My dog Max occasionally displays what I believe is resource guarding behaviour. But it is very inconsistent and selective. He will only do it sometimes, and only with his Nylabone, or a clump of grass he's found on the sidewalk, or something new he's found lying around, such as a soft stuffed toy. When we tell him to drop it, sometimes he's great and drops it and moves on even with the things I mentioned above (Nylabone etc.), but at other times, he clenches his teeth very tight like a clamp, lets out a long growl as I go to remove the item from his mouth, and even snaps at fingers while barking. It's pretty scary even for a little dog.

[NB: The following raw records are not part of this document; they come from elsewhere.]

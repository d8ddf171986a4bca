//! UseCase: プレゼンスのスナップショット取得

use std::sync::Arc;

use crate::domain::{Member, RegistryRepository};

/// オンラインユーザーのスナップショットを返すユースケース
///
/// レジストリの値集合をそのまま返す純粋な読み取り。並行する参加・退出とは
/// 競合しうるが、それは許容される（通知を受けた側が再クエリする）。
pub struct GetOnlineUsersUseCase {
    /// Repository（データアクセス層の抽象化）
    repository: Arc<dyn RegistryRepository>,
}

impl GetOnlineUsersUseCase {
    pub fn new(repository: Arc<dyn RegistryRepository>) -> Self {
        Self { repository }
    }

    /// 現在の登録済みメンバーを取得
    ///
    /// # Returns
    ///
    /// メンバーのリスト（username でソート、同名はコネクション ID で安定化）
    pub async fn execute(&self) -> Vec<Member> {
        let mut members = self.repository.members().await;

        // Sort for consistent ordering
        members.sort_by(|a, b| {
            a.username
                .as_str()
                .cmp(b.username.as_str())
                .then_with(|| a.connection_id.as_str().cmp(b.connection_id.as_str()))
        });

        members
    }
}

#[cfg(test)]
mod tests {
    use super::*;
    use crate::domain::{ConnectionId, Member, OnlineRegistry, Timestamp, Username};
    use crate::infrastructure::repository::InMemoryRegistryRepository;
    use tokio::sync::Mutex;

    fn create_test_repository() -> Arc<InMemoryRegistryRepository> {
        let registry = Arc::new(Mutex::new(OnlineRegistry::new(Timestamp::new(0))));
        Arc::new(InMemoryRegistryRepository::new(registry))
    }

    async fn register(repository: &InMemoryRegistryRepository, conn: &str, name: &str) {
        repository
            .register_member(Member::new(
                ConnectionId::new(conn.to_string()).unwrap(),
                Username::new(name.to_string()).unwrap(),
                Timestamp::new(1000),
            ))
            .await
            .unwrap();
    }

    #[tokio::test]
    async fn test_snapshot_is_empty_without_members() {
        // テスト項目: メンバーがいない場合、空のスナップショットが返される
        // given (前提条件):
        let repository = create_test_repository();
        let usecase = GetOnlineUsersUseCase::new(repository);

        // when (操作):
        let members = usecase.execute().await;

        // then (期待する結果):
        assert!(members.is_empty());
    }

    #[tokio::test]
    async fn test_snapshot_is_sorted_by_username() {
        // テスト項目: スナップショットが username でソートされている
        // given (前提条件):
        let repository = create_test_repository();
        let usecase = GetOnlineUsersUseCase::new(repository.clone());
        register(&repository, "conn-3", "charlie").await;
        register(&repository, "conn-1", "alice").await;
        register(&repository, "conn-2", "bob").await;

        // when (操作):
        let members = usecase.execute().await;

        // then (期待する結果):
        assert_eq!(members.len(), 3);
        assert_eq!(members[0].username.as_str(), "alice");
        assert_eq!(members[1].username.as_str(), "bob");
        assert_eq!(members[2].username.as_str(), "charlie");
    }

    #[tokio::test]
    async fn test_snapshot_keeps_duplicate_usernames() {
        // テスト項目: 同名の username が別エントリとして両方現れる
        // given (前提条件):
        let repository = create_test_repository();
        let usecase = GetOnlineUsersUseCase::new(repository.clone());
        register(&repository, "conn-2", "alice").await;
        register(&repository, "conn-1", "alice").await;

        // when (操作):
        let members = usecase.execute().await;

        // then (期待する結果): コネクション ID で順序が安定している
        assert_eq!(members.len(), 2);
        assert_eq!(members[0].connection_id.as_str(), "conn-1");
        assert_eq!(members[1].connection_id.as_str(), "conn-2");
    }
}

Our response has been to praise him lavishly when he drops on command, and not back down when he refuses to comply. We read somewhere that if we stand tall above Max in a sort of threatening way while saying drop it and putting our hand near his mouth, he will eventually quietly comply. This has worked sometimes. Other times, I've risked fingers yanking out the item from between his teeth, or Max has successfully eaten the item (only if it's grass of course). We have also taken all toys and Nylabones off the floor. He is offered one of these at his usual chew times or play times. Same with his food: off the floor, offered several times throughout the day. If he doesn't start to eat within 5 minutes, food comes off the floor and is put down again a few hours later, say after a walk or a nap.

Are we handling this correctly?

Thank you.

Last edited by Hatchman; June 19th, 2011 at 04:56 AM.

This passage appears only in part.